Personalmente estoy convencida que las situaciones límites viene por una conjunción de causas de las que solemos ser más responsables de lo que pensamos, pues nuestro inconciente predispone (para bien o para mal) una gran parte de lo que nos pasa. No obstante, hay cosas que suceden más allá de nosotros mismos (como la muerte de un ser querido), y aún cuando lo doloroso sea armado por nuestro inconciente no manejado, estamos frente al mismo dilema: algo que nos duele, nos está sucediendo… se supone que Dios, el Padre – Madre que me protege, lo está permitiendo. ¿Dónde está su amor, entonces?

            Dar una respuesta universal para esta crisis tan personal es quizás inútil, pues se corre el riesgo que resulte una frase abstracta. “Todo será para bien” “Dios sabe lo que hace” etc.

            Cada circunstancia trae su propia respuesta. Y la respuesta acertada se la encuentra en Dios mismo.

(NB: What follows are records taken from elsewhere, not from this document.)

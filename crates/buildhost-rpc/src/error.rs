//! Error types for the build host RPC transport.

use thiserror::Error;

/// Result alias used throughout the RPC crate.
pub type Result<T> = std::result::Result<T, RpcError>;

/// Errors surfaced by the RPC transport.
///
/// `Remote` means the call crossed the wire and the target method failed;
/// the connection stays healthy. Every other variant is local or fatal to
/// the connection.
#[derive(Debug, Error)]
pub enum RpcError {
    #[error("IO error on RPC stream: {0}")]
    Io(#[from] std::io::Error),

    #[error("Frame error: {message}")]
    Frame { message: String },

    #[error("Protocol violation: {message}")]
    Protocol { message: String },

    #[error("remote method threw: {message}")]
    Remote {
        message: String,
        /// Error classification reported by the remote side, when it has one.
        kind: Option<String>,
    },

    #[error("connection closed before the call completed")]
    ConnectionClosed,

    #[error("Type mismatch: expected {expected}, got {actual}")]
    TypeMismatch {
        expected: &'static str,
        actual: &'static str,
    },

    #[error("JSON error: {message}")]
    Json {
        message: String,
        #[source]
        source: Option<serde_json::Error>,
    },
}
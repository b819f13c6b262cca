//! Build host process management.
//!
//! Selects the runtime a project's build host must run under, constructs
//! the launch descriptor for it, spawns the process, and wires its
//! standard streams into an RPC client from `buildhost-rpc`.
//!
//! # Example
//!
//! ```rust,ignore
//! use buildhost_manager::{BuildHostOptions, BuildHostProcessManager, kind_for_project_file};
//!
//! # async fn load(path: &std::path::Path) -> buildhost_manager::Result<()> {
//! let options = BuildHostOptions::new("/opt/buildhost")
//!     .with_global_property("Configuration", "Release");
//! let manager = BuildHostProcessManager::new(options);
//!
//! let kind = kind_for_project_file(path)?;
//! let host = manager.get_or_launch(kind).await?;
//! let supported: bool = host
//!     .client()
//!     .invoke(0, "IsProjectFileSupported", vec![path.to_string_lossy().as_ref().into()])
//!     .await?;
//! # Ok(())
//! # }
//! ```

pub mod descriptor;
pub mod error;
pub mod kind;
pub mod manager;

pub use descriptor::{
    ambient_locale, create_start_info, BuildHostOptions, ProcessLaunchDescriptor,
    HOST_ASSEMBLY_NAME, HOST_EXECUTABLE_NAME,
};
pub use error::{BuildHostError, Result};
pub use kind::{kind_for_project_contents, kind_for_project_file, BuildHostProcessKind};
pub use manager::{BuildHostConnection, BuildHostProcessManager};
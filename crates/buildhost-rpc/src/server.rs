//! RPC server: target registry and dispatch loop.
//!
//! Requests are read off the receive stream strictly in arrival order, one
//! frame fully parsed before the next, but each resolved invocation runs in
//! its own spawned task. A long-running method therefore never stalls the
//! loop, and responses are written whenever their invocation completes,
//! independent of arrival order. All response frames funnel through a single
//! writer task so two concurrently-completing calls cannot interleave bytes.
//!
//! # Method resolution
//!
//! Instead of reflecting over a target at call time, `add_target` asks the
//! target to populate a `(method name, arity)` table of invoker closures
//! once, at registration. The wire contract stays string-keyed; resolution
//! after registration is a plain map lookup.

use crate::cancel::CancellationToken;
use crate::error::Result;
use crate::protocol::{
    decode_message, encode_message, read_frame, write_frame, RpcRequest, RpcResponse,
};
use crate::stream::DuplexStreamPair;
use crate::value::RpcValue;
use futures::future::BoxFuture;
use std::collections::HashMap;
use std::sync::Arc;
use tokio::io::AsyncRead;
use tokio::sync::mpsc;
use tokio::task::JoinSet;
use tracing::{debug, error, warn};

/// Identifier of a registered target object. The first registered target
/// is 0, and clients address it by that convention.
pub type TargetId = u32;

/// Failure classification written into error responses when the request
/// named a target or method the server does not know.
const RESOLUTION_ERROR_KIND: &str = "MethodResolutionError";
/// Failure classification for errors raised by the target method itself.
const INVOCATION_ERROR_KIND: &str = "InvocationError";

/// An invoker prepared at registration time.
///
/// Synchronous methods return an immediately-ready future; deferred methods
/// suspend inside it; void methods resolve to `RpcValue::Null`.
pub type MethodHandler = Arc<
    dyn Fn(Vec<RpcValue>, CancellationToken) -> BoxFuture<'static, anyhow::Result<RpcValue>>
        + Send
        + Sync,
>;

/// Per-target method table keyed by `(name, arity)`.
#[derive(Default)]
pub struct MethodRegistry {
    methods: HashMap<(String, usize), MethodHandler>,
}

impl MethodRegistry {
    /// Register an invoker under a method name and argument count.
    ///
    /// Name and arity together select the method; registering the same
    /// pair twice replaces the earlier invoker.
    pub fn insert<F>(&mut self, name: &str, arity: usize, handler: F)
    where
        F: Fn(Vec<RpcValue>, CancellationToken) -> BoxFuture<'static, anyhow::Result<RpcValue>>
            + Send
            + Sync
            + 'static,
    {
        self.methods
            .insert((name.to_string(), arity), Arc::new(handler));
    }

    fn resolve(&self, name: &str, arity: usize) -> Option<MethodHandler> {
        self.methods.get(&(name.to_string(), arity)).cloned()
    }

    pub fn len(&self) -> usize {
        self.methods.len()
    }

    pub fn is_empty(&self) -> bool {
        self.methods.is_empty()
    }
}

/// A server-side object whose methods are reachable by remote callers.
pub trait RpcTarget: Send + Sync + 'static {
    /// Populate the method table for this target. Handlers capture
    /// `Arc<Self>` clones, so the target outlives the registration call.
    fn register_methods(self: Arc<Self>, methods: &mut MethodRegistry);
}

/// RPC server for one connection.
pub struct RpcServer {
    stream: DuplexStreamPair,
    targets: Vec<MethodRegistry>,
    cancellation: CancellationToken,
}

impl RpcServer {
    pub fn new(stream: DuplexStreamPair) -> Self {
        Self {
            stream,
            targets: Vec::new(),
            cancellation: CancellationToken::new(),
        }
    }

    /// Register a target object, assigning it the next sequential id.
    pub fn add_target(&mut self, target: Arc<dyn RpcTarget>) -> TargetId {
        let mut methods = MethodRegistry::default();
        target.register_methods(&mut methods);
        debug!(
            "registered target {} with {} methods",
            self.targets.len(),
            methods.len()
        );
        self.targets.push(methods);
        (self.targets.len() - 1) as TargetId
    }

    /// Run the dispatch loop until the receive stream closes.
    ///
    /// Invocation failures never terminate the loop; only clean EOF (Ok)
    /// or a fatal frame/codec error (Err) ends it. Invocations still
    /// running when the loop exits are aborted: the connection is over and
    /// their responses have nowhere to go.
    pub async fn run(self) -> Result<()> {
        let RpcServer {
            stream,
            targets,
            cancellation,
        } = self;
        let (mut reader, mut writer) = stream.into_split();
        let targets = Arc::new(targets);

        // Response frames from concurrently-completing invocations are
        // serialized through this channel; the writer task is the only
        // place bytes reach the send stream.
        let (response_tx, mut response_rx) = mpsc::unbounded_channel::<Vec<u8>>();
        let writer_task = tokio::spawn(async move {
            while let Some(frame) = response_rx.recv().await {
                if let Err(e) = write_frame(&mut writer, &frame).await {
                    warn!("failed to write response frame: {}", e);
                    break;
                }
            }
        });

        let mut invocations = JoinSet::new();
        let result = Self::dispatch_loop(
            &mut reader,
            &targets,
            &cancellation,
            &response_tx,
            &mut invocations,
        )
        .await;

        invocations.abort_all();
        while invocations.join_next().await.is_some() {}

        drop(response_tx);
        let _ = writer_task.await;
        result
    }

    async fn dispatch_loop(
        mut reader: &mut (dyn AsyncRead + Send + Unpin),
        targets: &Arc<Vec<MethodRegistry>>,
        cancellation: &CancellationToken,
        response_tx: &mpsc::UnboundedSender<Vec<u8>>,
        invocations: &mut JoinSet<()>,
    ) -> Result<()> {
        loop {
            let frame = match read_frame(&mut reader).await? {
                Some(frame) => frame,
                None => {
                    debug!("receive stream closed, dispatch loop exiting");
                    return Ok(());
                }
            };

            let request: RpcRequest = decode_message(&frame)?;
            Self::dispatch(request, targets, cancellation, response_tx, invocations);
        }
    }

    /// Resolve and start one invocation. Never blocks on the invocation
    /// itself; the response is written when the spawned task completes.
    fn dispatch(
        request: RpcRequest,
        targets: &Arc<Vec<MethodRegistry>>,
        cancellation: &CancellationToken,
        response_tx: &mpsc::UnboundedSender<Vec<u8>>,
        invocations: &mut JoinSet<()>,
    ) {
        let arity = request.params.len();
        let resolved = match targets.get(request.target as usize) {
            None => Err(format!("unknown target object {}", request.target)),
            Some(registry) => registry.resolve(&request.method, arity).ok_or_else(|| {
                format!(
                    "target {} has no method {} taking {} arguments",
                    request.target, request.method, arity
                )
            }),
        };

        let handler = match resolved {
            Ok(handler) => handler,
            Err(message) => {
                warn!("request {}: {}", request.id, message);
                let response = RpcResponse::failure(
                    request.id,
                    message,
                    Some(RESOLUTION_ERROR_KIND.to_string()),
                );
                Self::send_response(response_tx, &response);
                return;
            }
        };

        debug!(
            "dispatching request {}: {}/{} on target {}",
            request.id, request.method, arity, request.target
        );

        // The token is cloned from one the server never cancels; see the
        // cancel module.
        let token = cancellation.clone();
        let response_tx = response_tx.clone();
        let id = request.id;
        invocations.spawn(async move {
            let response = match handler(request.params, token).await {
                Ok(value) => RpcResponse::success(id, value),
                Err(e) => {
                    debug!("request {} failed in target method: {:#}", id, e);
                    RpcResponse::failure(id, e.to_string(), Some(INVOCATION_ERROR_KIND.to_string()))
                }
            };
            Self::send_response(&response_tx, &response);
        });
    }

    fn send_response(response_tx: &mpsc::UnboundedSender<Vec<u8>>, response: &RpcResponse) {
        match encode_message(response) {
            // A send error means the writer task is gone because the
            // connection died; the response has nowhere to go.
            Ok(frame) => {
                let _ = response_tx.send(frame);
            }
            Err(e) => error!("failed to encode response {}: {}", response.id, e),
        }
    }
}
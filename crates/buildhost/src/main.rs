//! Build host process entry point.
//!
//! Launched by `buildhost-manager` with its stdin and stdout wired to the
//! parent. Stdout carries RPC frames exclusively; all logging goes to
//! stderr, where the parent forwards it into its own logs. The process
//! exits when the parent closes the pipe.

use anyhow::Result;
use buildhost_rpc::{
    DuplexStreamPair, FromRpcValue, MethodRegistry, RpcServer, RpcTarget, RpcValue,
};
use clap::Parser;
use futures::FutureExt;
use std::collections::BTreeMap;
use std::path::PathBuf;
use std::sync::Arc;
use tracing::{info, Level};
use tracing_subscriber::FmtSubscriber;

#[derive(Parser, Debug)]
#[command(name = "buildhost")]
#[command(about = "Out-of-process build host serving project loads over stdio")]
struct Args {
    /// Write an MSBuild binary log to this path
    #[arg(long)]
    binlog: Option<PathBuf>,

    /// Culture name for diagnostics (e.g. en-US)
    #[arg(long)]
    locale: Option<String>,

    /// Global MSBuild property as key=value; may be repeated
    #[arg(long = "property")]
    properties: Vec<String>,

    /// Enable debug logging
    #[arg(short, long)]
    debug: bool,
}

#[tokio::main]
async fn main() -> Result<()> {
    let args = Args::parse();

    // Set up logging on stderr; stdout belongs to the RPC stream.
    let log_level = if args.debug { Level::DEBUG } else { Level::INFO };
    FmtSubscriber::builder()
        .with_max_level(log_level)
        .with_writer(std::io::stderr)
        .with_target(false)
        .with_thread_ids(false)
        .compact()
        .init();

    let properties = parse_properties(&args.properties)?;

    info!("build host starting, pid {}", std::process::id());
    if let Some(ref locale) = args.locale {
        info!("requested locale: {}", locale);
    }
    if let Some(ref binlog) = args.binlog {
        info!("binary log path: {}", binlog.display());
    }

    let controller = Arc::new(BuildHostController::new(properties, args.binlog));
    let mut server = RpcServer::new(DuplexStreamPair::from_process_stdio());
    let controller_id = server.add_target(controller);
    info!("controller registered as target {}", controller_id);

    server.run().await?;
    info!("parent closed the connection, exiting");
    Ok(())
}

/// Parse repeated `--property key=value` arguments into a map.
fn parse_properties(raw: &[String]) -> Result<BTreeMap<String, String>> {
    let mut properties = BTreeMap::new();
    for entry in raw {
        let (key, value) = entry
            .split_once('=')
            .ok_or_else(|| anyhow::anyhow!("malformed property '{entry}', expected key=value"))?;
        if key.is_empty() {
            anyhow::bail!("malformed property '{entry}', empty key");
        }
        properties.insert(key.to_string(), value.to_string());
    }
    Ok(properties)
}

/// The root target, registered as id 0 by convention. The parent probes
/// it for liveness and asks for the effective global properties before
/// handing off project work.
struct BuildHostController {
    global_properties: BTreeMap<String, String>,
    binary_log_path: Option<PathBuf>,
}

impl BuildHostController {
    fn new(global_properties: BTreeMap<String, String>, binary_log_path: Option<PathBuf>) -> Self {
        Self {
            global_properties,
            binary_log_path,
        }
    }
}

impl RpcTarget for BuildHostController {
    fn register_methods(self: Arc<Self>, methods: &mut MethodRegistry) {
        methods.insert("IsAlive", 0, |_args, _token| {
            async { Ok(RpcValue::Bool(true)) }.boxed()
        });

        let this = self.clone();
        methods.insert("GetGlobalProperty", 1, move |mut args, _token| {
            let this = this.clone();
            async move {
                let name = String::from_rpc_value(args.remove(0))?;
                Ok(this.global_properties.get(&name).cloned().into())
            }
            .boxed()
        });

        let this = self.clone();
        methods.insert("HasBinaryLog", 0, move |_args, _token| {
            let this = this.clone();
            async move { Ok(RpcValue::Bool(this.binary_log_path.is_some())) }.boxed()
        });

        methods.insert("Shutdown", 0, |_args, _token| {
            async {
                // Acknowledge the request; the actual exit happens when the
                // parent closes our stdin and the dispatch loop sees EOF.
                info!("shutdown requested");
                Ok(RpcValue::Null)
            }
            .boxed()
        });
    }
}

Por eso, cuando hay situación de crisis no queda ninguna otra alternativa saludable que enfrentarla. Meterse dentro de la tormenta y dejar que moje. Desviar el pensamiento, adormecer la conciencia, evadir los problemas pueden dar una cierta mejoría transitoria, pero nunca la salida. Para salir no queda más remedio que entrar. Estar dispuesto a viajar al “ojo de la tormenta”, a costa de lo que sea. Decirse con valor: “me está sucediendo tal cosa”…

Ideas como “no debería pasarme esto a mí”, “por qué me tiene que pasar justo a mí”… no ayudan a asumir la crisis. La crisis vino, y está (era tan linda la vida antes que sucediese esto); pero está. Esa es la realidad.

            Esto que está irremediablemente dentro llegó a mí, y se supone que hay un Dios que me ama, y a pesar de amarme lo ha permitido. ¿Dónde está su amor, entonces? Solamente Dios le puede responder acabadamente esta pregunta; por eso no tenga miedo a preguntárselo aún cuando esto signifique sincerar algún enojo que pueda tener contra Él. No tenga miedo de expresarle, desde lo íntimo de su corazón, lo que siente, aún cuando eso sea rabia y enojo. Es preferible que lo haga antes de disfrazar lo que siente, pues en la medida en que usted se abre a este sinceramiento con Dios, le permite a Él responderle. Su respuesta puede demorar, pero siempre llega. Y esa respuesta significa la salida del dolor de tal situación.
Estoy plenamente convencida que Dios comprende nuestros enojos, y que podemos sentirnos plenamente libres para expresárselos. Valga la redundancia: Dios no se enoja con nuestros enojos… ni con nuestros planteos… ni con nuestras dudas… Lo importante, vuelvo a repetirlo, es sincerarse con Él (que en realidad es sincerarse con nosotros mismos, porque Dios sabe perfectamente lo que pensamos y sentimos, y conoce también ese algo oscuro que es nuestro inconsciente, “ese algo” que usualmente es el primer responsable de nuestros males). Sincerarnos con Dios permite abrir esa “caja de pandora” inmanejable (por desconocido) del inconciente, para iluminarla y hacernos comprender la raíz de nuestro mal. Con esa luz, con ese conocimiento de lo oscuro _que pasa a ser así claro, y por ende manejable_ , llega la paz, la serenidad, el consuelo y hasta la liberación del dolor que nos aqueja.